At present residents, pay monthly rates of US$8 to the Maphisa Rural District Council, a figure they dismissed as unjustified citing poor service delivery.
“People dump waste anywhere they deem fit. Normally it is right on the side of the canal that runs next to the Mafuyana area. The same canal where people fetch water from when piped water is not available due to pumping issues or for those that are currently not connected to the Zinnia line,” Ndlovu says.
‘‘It is a serious health hazard. You find all sort of trash along the canal from used condoms to disposable napkins.”
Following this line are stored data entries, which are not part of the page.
impl Resolve for ProjectIndex {
    fn resolve_type(&self, site: Site<'_>, ty: &TypeRef) -> ResolvedType {
        let owner = self.owner_at(site);
        let vars = self.type_vars_at(site);
        self.resolve_ref(site.unit, owner.as_deref(), &vars, ty, Nesting::Inherited)
    }

    fn resolve_callee(&self, site: Site<'_>) -> Option<CalleeInfo> {
        let tree = site.tree;
        let chosen = match tree.kind(site.node) {
            NodeKind::Call {
                receiver,
                name,
                args,
            } => {
                let candidates = match receiver {
                    None => {
                        let owner = self.owner_at(site);
                        self.enclosing_chain(owner.as_deref())
                            .into_iter()
                            .map(|info| self.find_methods(&info.id, name))
                            .find(|found| !found.is_empty())
                            .unwrap_or_default()
                    }
                    Some(receiver) => match self.receiver_type_id(site, *receiver) {
                        Some((type_id, _)) => self.find_methods(&type_id, name),
                        None => Vec::new(),
                    },
                };
                self.pick_overload(site, candidates, args)
            }
            NodeKind::New { ty, args, .. } => match self.resolve_type(site, ty) {
                ResolvedType::Declared { id, .. } => {
                    self.pick_overload(site, self.constructors_of(&id), args)
                }
                _ => None,
            },
            NodeKind::CtorCall { is_super, args } => {
                let owner = self.owner_at(site)?;
                let target = if *is_super {
                    match self.superclass_of(&owner)? {
                        ResolvedType::Declared { id, .. } => id,
                        _ => return None,
                    }
                } else {
                    owner
                };
                self.pick_overload(site, self.constructors_of(&target), args)
            }
            _ => None,
        };
        chosen.map(|(owner, method)| self.callee_info(owner, method))
    }

    fn resolve_declaration(&self, unit: UnitId, node: NodeId) -> Option<String> {
        self.declarations.get(&(unit, node)).cloned()
    }

    fn resolve_expression_type(&self, site: Site<'_>) -> ResolvedType {
        let tree = site.tree;
        match tree.kind(site.node) {
            NodeKind::Literal { kind, .. } => match kind {
                LiteralKind::Int => ResolvedType::Primitive(PrimitiveType::Int),
                LiteralKind::Long => ResolvedType::Primitive(PrimitiveType::Long),
                LiteralKind::Float => ResolvedType::Primitive(PrimitiveType::Float),
                LiteralKind::Double => ResolvedType::Primitive(PrimitiveType::Double),
                LiteralKind::Char => ResolvedType::Primitive(PrimitiveType::Char),
                LiteralKind::Bool => ResolvedType::Primitive(PrimitiveType::Boolean),
                LiteralKind::String | LiteralKind::TextBlock => ResolvedType::string(),
                LiteralKind::Null => ResolvedType::Unknown("null".to_string()),
            },
            NodeKind::Name { name } => self
                .lookup_variable(site, name)
                .unwrap_or_else(|| ResolvedType::Unknown(name.clone())),
            NodeKind::This => match self.owner_at(site) {
                Some(owner) => self.declared(&owner),
                None => ResolvedType::Unknown("this".to_string()),
            },
            NodeKind::FieldAccess { target, name } => {
                let target_type = self.resolve_expression_type(site.at(*target));
                if name == "length" && target_type.array_depth() > 0 {
                    return ResolvedType::Primitive(PrimitiveType::Int);
                }
                let type_id = match target_type {
                    ResolvedType::Declared { id, .. } => Some(id),
                    _ => self.receiver_type_id(site, *target).map(|(id, _)| id),
                };
                type_id
                    .and_then(|id| {
                        self.find_field(&id, name)
                            .map(|(owner, field)| self.resolve_in_type(&owner.id, &[], &field.ty))
                    })
                    .unwrap_or_else(|| ResolvedType::Unknown(name.clone()))
            }
            NodeKind::ArrayAccess { array, .. } => {
                self.resolve_expression_type(site.at(*array)).index_once()
            }
            NodeKind::Call { name, .. } => match self.resolve_callee(site) {
                Some(callee) => callee.return_type,
                None => ResolvedType::Unknown(name.clone()),
            },
            NodeKind::New { ty, .. } => self.resolve_type(site, ty),
            NodeKind::NewArray {
                element,
                dims,
                extra_dims,
                init,
            } => {
                let depth = dims.len() + extra_dims;
                let depth = if depth == 0 && init.is_some() { 1 } else { depth };
                ResolvedType::Array {
                    element: Box::new(self.resolve_type(site, element)),
                    dims: depth,
                }
            }
            NodeKind::Cast { ty, .. } => self.resolve_type(site, ty),
            NodeKind::Paren { expr } => self.resolve_expression_type(site.at(*expr)),
            NodeKind::Conditional {
                then_expr,
                else_expr,
                ..
            } => match self.resolve_expression_type(site.at(*then_expr)) {
                ResolvedType::Unknown(_) => self.resolve_expression_type(site.at(*else_expr)),
                known => known,
            },
            NodeKind::Assign { target, .. } => self.resolve_expression_type(site.at(*target)),
            NodeKind::Binary { op, left, right } => {
                if op.is_comparison() || op.is_logical() {
                    return ResolvedType::Primitive(PrimitiveType::Boolean);
                }
                let l = self.resolve_expression_type(site.at(*left));
                let r = self.resolve_expression_type(site.at(*right));
                if *op == BinaryOp::Add && (l.is_string() || r.is_string()) {
                    return ResolvedType::string();
                }
                if op.is_shift() {
                    return promote(&l, &ResolvedType::Primitive(PrimitiveType::Int));
                }
                if op.is_bitwise()
                    && (l.as_primitive() == Some(PrimitiveType::Boolean)
                        || r.as_primitive() == Some(PrimitiveType::Boolean))
                {
                    return ResolvedType::Primitive(PrimitiveType::Boolean);
                }
                promote(&l, &r)
            }
            NodeKind::Unary { op, operand } => match op {
                UnaryOp::Not => ResolvedType::Primitive(PrimitiveType::Boolean),
                _ => promote(
                    &self.resolve_expression_type(site.at(*operand)),
                    &ResolvedType::Primitive(PrimitiveType::Int),
                ),
            },
            NodeKind::Update { operand, .. } => self.resolve_expression_type(site.at(*operand)),
            NodeKind::InstanceOf { .. } => ResolvedType::Primitive(PrimitiveType::Boolean),
            NodeKind::ClassLiteral { .. } => ResolvedType::library("java.lang.Class"),
            other => ResolvedType::Unknown(other.label().to_string()),
        }
    }

    fn type_info(&self, id: &str) -> Option<&TypeInfo> {
        self.types.get(id)
    }
}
The canal runs from Antelope Dam to Arda Maphisa Plantation. The section has no electricity and sewer reticulation system, forcing residents to use septic tanks that are fast filling up.
According to Ndlovu, residents have tried numerous times to approach the council at all levels from individual and group petitions and through the Residents Interim Committee. All the attempts have not yielded anything.
COVID-19 restrictions have made it difficult to file complaints.
“A lot of pressure was being exerted on council officials before lockdown. However, all public meetings have since been cancelled, and the council is now hiding behind this,” Tshabalala notes.
However, Elvis Sibanda, Maphisa RDC chief executive officer, says there is no need for panic over the delayed issuance of title deeds.
‘‘It is true that the houses don’t have title deeds for now. They were built using what is called a pegging title.”
“What is important is that as council this year we budgeted for a land survey process that leads to getting title deeds. There is no need for panic,” Sibanda says adding residents should take comfort that they have leases which are legal documents.